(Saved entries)
____________________

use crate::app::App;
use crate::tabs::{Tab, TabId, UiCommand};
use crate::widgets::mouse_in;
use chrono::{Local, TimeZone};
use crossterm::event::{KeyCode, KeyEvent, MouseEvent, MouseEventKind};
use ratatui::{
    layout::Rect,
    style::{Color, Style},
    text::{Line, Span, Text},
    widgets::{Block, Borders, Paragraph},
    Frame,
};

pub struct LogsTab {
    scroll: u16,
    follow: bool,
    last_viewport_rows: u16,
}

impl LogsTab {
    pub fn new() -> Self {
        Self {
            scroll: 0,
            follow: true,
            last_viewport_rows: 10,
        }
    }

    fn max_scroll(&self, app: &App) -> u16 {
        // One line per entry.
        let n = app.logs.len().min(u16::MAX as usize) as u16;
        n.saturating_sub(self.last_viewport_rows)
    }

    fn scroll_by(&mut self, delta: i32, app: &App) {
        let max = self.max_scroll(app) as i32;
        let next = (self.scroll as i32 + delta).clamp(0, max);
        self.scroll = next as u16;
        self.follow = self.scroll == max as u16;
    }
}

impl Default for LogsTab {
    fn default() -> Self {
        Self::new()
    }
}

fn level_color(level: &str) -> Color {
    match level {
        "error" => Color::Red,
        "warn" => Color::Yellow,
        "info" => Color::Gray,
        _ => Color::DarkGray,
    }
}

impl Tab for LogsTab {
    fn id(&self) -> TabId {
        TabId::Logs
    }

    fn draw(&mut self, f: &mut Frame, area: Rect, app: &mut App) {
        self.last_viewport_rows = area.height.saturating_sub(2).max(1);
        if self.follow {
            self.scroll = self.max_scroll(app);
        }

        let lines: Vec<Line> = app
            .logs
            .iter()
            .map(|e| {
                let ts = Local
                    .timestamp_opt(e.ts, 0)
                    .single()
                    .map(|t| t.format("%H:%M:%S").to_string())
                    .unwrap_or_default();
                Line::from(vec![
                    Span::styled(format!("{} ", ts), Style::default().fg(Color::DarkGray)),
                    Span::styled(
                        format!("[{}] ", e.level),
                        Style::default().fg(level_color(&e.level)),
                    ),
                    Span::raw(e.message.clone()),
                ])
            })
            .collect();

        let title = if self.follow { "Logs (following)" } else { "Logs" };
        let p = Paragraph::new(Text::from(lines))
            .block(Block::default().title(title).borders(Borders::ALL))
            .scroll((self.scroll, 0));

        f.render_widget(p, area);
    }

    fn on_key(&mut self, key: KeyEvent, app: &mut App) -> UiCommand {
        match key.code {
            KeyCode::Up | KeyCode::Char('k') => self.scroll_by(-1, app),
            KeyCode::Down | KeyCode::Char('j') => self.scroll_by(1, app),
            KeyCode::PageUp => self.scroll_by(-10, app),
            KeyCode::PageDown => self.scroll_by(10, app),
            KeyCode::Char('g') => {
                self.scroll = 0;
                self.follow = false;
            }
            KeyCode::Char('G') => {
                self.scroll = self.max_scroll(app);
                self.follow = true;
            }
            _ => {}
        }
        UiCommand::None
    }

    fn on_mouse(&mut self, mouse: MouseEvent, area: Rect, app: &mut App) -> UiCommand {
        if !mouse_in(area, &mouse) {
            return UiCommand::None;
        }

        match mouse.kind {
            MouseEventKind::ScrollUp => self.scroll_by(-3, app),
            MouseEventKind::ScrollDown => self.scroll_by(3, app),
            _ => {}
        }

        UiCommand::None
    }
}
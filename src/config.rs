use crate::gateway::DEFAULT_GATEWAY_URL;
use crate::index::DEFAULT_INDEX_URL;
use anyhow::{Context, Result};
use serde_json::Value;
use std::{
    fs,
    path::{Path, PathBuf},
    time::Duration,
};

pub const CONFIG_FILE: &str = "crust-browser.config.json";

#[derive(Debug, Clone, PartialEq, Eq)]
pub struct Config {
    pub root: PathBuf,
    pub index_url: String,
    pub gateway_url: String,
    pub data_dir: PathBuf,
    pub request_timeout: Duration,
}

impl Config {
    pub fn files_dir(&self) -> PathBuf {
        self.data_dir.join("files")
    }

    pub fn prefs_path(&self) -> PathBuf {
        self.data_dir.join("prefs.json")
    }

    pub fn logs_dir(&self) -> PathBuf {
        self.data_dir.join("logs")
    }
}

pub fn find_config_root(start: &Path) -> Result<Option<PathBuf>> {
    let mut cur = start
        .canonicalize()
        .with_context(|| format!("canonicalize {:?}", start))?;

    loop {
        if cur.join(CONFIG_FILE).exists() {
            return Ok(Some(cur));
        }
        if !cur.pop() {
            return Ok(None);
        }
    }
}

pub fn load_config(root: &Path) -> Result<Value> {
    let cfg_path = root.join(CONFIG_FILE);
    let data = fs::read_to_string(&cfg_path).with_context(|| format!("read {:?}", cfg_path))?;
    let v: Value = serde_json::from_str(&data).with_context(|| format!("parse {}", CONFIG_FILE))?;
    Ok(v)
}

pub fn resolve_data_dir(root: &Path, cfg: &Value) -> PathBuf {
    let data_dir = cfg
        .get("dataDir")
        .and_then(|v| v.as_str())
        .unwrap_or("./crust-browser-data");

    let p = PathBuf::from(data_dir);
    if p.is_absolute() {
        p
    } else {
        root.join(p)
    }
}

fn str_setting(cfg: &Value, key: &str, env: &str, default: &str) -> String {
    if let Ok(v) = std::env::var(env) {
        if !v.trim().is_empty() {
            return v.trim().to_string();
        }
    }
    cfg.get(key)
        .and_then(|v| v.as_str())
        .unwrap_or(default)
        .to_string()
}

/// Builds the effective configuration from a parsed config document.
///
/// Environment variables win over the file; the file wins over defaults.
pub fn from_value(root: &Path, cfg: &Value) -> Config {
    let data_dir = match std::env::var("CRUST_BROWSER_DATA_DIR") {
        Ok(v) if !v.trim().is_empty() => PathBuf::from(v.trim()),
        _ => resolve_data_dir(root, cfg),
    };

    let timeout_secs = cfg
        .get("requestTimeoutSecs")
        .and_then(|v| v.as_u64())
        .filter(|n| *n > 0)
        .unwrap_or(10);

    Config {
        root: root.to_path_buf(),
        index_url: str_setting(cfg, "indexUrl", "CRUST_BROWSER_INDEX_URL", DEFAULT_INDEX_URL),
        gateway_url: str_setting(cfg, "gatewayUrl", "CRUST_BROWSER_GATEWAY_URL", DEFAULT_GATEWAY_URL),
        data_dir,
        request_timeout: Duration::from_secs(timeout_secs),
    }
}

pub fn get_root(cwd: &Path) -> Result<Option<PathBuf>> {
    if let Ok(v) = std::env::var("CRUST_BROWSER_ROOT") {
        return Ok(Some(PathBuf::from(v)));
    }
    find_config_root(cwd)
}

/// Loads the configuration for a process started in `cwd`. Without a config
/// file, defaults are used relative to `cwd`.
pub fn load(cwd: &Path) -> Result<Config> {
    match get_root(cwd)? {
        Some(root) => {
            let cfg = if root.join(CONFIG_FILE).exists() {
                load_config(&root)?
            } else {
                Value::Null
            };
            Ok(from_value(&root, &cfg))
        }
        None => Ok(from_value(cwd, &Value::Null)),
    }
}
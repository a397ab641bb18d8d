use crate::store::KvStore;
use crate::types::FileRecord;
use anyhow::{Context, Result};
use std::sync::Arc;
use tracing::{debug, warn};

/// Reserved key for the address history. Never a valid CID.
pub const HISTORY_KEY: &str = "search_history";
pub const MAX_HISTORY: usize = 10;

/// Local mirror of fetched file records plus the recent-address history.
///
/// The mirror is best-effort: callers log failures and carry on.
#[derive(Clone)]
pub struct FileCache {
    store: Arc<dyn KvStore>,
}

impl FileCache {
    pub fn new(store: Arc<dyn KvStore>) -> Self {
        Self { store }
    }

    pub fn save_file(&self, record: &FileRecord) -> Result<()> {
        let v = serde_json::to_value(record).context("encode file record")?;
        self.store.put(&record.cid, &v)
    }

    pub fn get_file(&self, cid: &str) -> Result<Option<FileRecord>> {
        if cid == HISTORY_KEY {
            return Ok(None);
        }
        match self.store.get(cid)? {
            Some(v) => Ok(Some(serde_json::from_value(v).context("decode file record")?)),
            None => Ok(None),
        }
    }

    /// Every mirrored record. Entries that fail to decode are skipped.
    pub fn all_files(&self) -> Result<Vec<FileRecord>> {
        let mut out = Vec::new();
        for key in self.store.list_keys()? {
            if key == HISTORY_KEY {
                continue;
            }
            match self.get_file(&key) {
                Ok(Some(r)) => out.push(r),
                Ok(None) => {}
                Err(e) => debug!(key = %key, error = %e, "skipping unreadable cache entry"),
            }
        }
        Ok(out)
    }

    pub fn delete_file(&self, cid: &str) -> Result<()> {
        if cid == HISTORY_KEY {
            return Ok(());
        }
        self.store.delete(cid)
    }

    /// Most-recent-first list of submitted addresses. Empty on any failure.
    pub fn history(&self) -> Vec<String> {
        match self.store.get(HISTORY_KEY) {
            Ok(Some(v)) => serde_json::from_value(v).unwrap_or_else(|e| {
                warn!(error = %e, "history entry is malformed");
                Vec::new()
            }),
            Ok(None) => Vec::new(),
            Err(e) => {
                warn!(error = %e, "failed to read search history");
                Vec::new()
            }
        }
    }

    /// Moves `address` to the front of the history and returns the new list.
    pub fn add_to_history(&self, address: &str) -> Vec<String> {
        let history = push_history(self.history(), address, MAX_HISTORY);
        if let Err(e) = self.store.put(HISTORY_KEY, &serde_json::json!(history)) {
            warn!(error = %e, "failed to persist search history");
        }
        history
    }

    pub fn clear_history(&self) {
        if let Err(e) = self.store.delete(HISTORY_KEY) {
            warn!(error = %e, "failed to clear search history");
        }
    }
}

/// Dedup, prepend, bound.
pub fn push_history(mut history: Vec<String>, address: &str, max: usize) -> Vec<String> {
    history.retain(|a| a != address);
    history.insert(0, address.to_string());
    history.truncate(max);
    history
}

____________________

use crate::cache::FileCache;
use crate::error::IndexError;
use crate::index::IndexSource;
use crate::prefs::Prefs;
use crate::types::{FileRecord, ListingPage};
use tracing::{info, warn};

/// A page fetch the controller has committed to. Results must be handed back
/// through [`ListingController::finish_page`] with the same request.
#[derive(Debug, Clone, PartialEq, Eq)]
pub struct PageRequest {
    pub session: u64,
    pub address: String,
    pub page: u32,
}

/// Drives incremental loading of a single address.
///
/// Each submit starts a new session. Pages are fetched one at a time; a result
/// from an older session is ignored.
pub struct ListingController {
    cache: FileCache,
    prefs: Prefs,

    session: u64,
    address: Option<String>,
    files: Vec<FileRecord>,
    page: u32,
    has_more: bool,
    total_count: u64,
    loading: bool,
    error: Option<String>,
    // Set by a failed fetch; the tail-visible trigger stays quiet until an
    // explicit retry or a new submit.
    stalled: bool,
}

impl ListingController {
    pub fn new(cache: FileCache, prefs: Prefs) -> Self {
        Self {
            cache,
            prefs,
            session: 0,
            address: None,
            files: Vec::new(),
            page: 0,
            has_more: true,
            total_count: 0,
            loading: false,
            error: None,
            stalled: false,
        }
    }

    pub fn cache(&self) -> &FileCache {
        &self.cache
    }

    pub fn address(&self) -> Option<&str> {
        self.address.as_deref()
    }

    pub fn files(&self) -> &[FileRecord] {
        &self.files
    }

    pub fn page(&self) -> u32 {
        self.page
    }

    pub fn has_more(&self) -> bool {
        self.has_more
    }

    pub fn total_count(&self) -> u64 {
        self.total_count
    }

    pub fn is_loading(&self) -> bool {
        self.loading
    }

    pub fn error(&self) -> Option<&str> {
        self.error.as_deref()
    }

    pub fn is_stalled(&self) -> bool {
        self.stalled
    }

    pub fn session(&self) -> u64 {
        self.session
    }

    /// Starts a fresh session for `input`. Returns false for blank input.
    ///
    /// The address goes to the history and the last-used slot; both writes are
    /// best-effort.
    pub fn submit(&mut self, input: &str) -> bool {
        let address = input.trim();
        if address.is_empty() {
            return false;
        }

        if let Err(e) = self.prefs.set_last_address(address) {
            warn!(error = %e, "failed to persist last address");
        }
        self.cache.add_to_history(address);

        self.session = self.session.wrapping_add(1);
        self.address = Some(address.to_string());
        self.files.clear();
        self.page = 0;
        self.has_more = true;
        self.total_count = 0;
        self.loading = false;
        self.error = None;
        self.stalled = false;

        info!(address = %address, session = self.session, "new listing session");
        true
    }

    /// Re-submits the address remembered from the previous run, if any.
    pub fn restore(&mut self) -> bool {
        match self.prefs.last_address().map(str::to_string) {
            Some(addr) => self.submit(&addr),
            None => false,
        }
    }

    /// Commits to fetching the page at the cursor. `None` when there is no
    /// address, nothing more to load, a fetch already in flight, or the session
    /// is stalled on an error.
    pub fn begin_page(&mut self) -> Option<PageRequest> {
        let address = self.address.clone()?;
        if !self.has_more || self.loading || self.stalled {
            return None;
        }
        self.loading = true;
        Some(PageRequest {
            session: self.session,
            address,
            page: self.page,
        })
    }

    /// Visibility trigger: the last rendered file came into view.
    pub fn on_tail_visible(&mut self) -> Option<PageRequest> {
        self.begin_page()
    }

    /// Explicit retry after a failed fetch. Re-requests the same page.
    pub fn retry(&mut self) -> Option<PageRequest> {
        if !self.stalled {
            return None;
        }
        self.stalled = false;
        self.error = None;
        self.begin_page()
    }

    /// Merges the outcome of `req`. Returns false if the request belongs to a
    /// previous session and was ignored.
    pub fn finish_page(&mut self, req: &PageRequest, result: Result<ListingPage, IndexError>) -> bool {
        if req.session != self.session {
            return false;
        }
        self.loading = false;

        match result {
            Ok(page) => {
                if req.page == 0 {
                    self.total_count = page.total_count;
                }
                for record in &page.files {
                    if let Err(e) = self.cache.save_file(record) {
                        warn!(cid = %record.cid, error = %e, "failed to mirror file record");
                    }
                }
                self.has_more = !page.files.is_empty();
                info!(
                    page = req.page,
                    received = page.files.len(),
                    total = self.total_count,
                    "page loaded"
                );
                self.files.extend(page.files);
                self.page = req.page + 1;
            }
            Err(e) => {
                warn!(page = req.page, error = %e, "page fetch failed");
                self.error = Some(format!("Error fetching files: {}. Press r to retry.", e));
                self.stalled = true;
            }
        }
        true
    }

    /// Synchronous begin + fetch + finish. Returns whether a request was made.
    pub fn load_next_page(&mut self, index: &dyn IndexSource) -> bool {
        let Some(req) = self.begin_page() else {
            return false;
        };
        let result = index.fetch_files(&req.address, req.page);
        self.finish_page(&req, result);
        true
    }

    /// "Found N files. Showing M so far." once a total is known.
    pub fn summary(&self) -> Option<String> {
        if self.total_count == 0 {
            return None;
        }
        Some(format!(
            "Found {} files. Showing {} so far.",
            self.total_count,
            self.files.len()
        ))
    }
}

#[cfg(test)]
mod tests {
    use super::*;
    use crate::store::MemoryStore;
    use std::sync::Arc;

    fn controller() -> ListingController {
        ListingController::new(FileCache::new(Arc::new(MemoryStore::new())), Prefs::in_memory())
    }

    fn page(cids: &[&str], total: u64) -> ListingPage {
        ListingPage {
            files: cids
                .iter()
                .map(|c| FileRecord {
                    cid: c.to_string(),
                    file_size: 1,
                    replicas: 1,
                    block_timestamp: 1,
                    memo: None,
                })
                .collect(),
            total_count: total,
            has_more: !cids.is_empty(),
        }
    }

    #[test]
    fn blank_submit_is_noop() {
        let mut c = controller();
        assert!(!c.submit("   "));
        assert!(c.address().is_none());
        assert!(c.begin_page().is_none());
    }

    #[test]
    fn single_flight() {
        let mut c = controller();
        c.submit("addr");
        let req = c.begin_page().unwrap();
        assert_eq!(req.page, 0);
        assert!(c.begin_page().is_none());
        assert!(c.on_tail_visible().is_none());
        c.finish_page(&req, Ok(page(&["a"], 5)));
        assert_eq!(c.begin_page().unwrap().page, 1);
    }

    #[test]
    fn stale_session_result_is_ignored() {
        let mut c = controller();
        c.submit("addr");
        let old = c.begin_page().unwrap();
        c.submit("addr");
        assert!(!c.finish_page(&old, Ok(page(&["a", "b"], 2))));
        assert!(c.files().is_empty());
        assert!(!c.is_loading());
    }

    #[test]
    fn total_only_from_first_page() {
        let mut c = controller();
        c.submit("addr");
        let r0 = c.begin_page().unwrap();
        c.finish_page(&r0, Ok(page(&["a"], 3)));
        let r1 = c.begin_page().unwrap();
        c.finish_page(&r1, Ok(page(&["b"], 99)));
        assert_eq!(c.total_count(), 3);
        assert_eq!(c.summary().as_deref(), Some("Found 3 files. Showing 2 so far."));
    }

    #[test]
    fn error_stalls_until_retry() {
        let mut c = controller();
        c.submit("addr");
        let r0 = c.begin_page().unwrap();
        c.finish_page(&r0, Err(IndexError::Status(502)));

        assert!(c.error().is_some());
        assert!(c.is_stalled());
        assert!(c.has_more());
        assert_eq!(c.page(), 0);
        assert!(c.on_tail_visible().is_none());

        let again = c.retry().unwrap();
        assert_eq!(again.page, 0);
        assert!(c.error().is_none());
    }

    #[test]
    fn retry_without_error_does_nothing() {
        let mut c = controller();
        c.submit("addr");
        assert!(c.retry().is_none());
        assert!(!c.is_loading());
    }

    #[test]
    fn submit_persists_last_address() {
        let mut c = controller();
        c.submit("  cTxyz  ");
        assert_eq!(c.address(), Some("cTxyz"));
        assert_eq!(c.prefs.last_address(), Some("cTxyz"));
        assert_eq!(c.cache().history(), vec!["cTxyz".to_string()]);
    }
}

____________________

_What is required:_ Search the entries above for "canonicalize". Return every line that has it.

_Response area:_
        .canonicalize()
        .with_context(|| format!("canonicalize {:?}", start))?;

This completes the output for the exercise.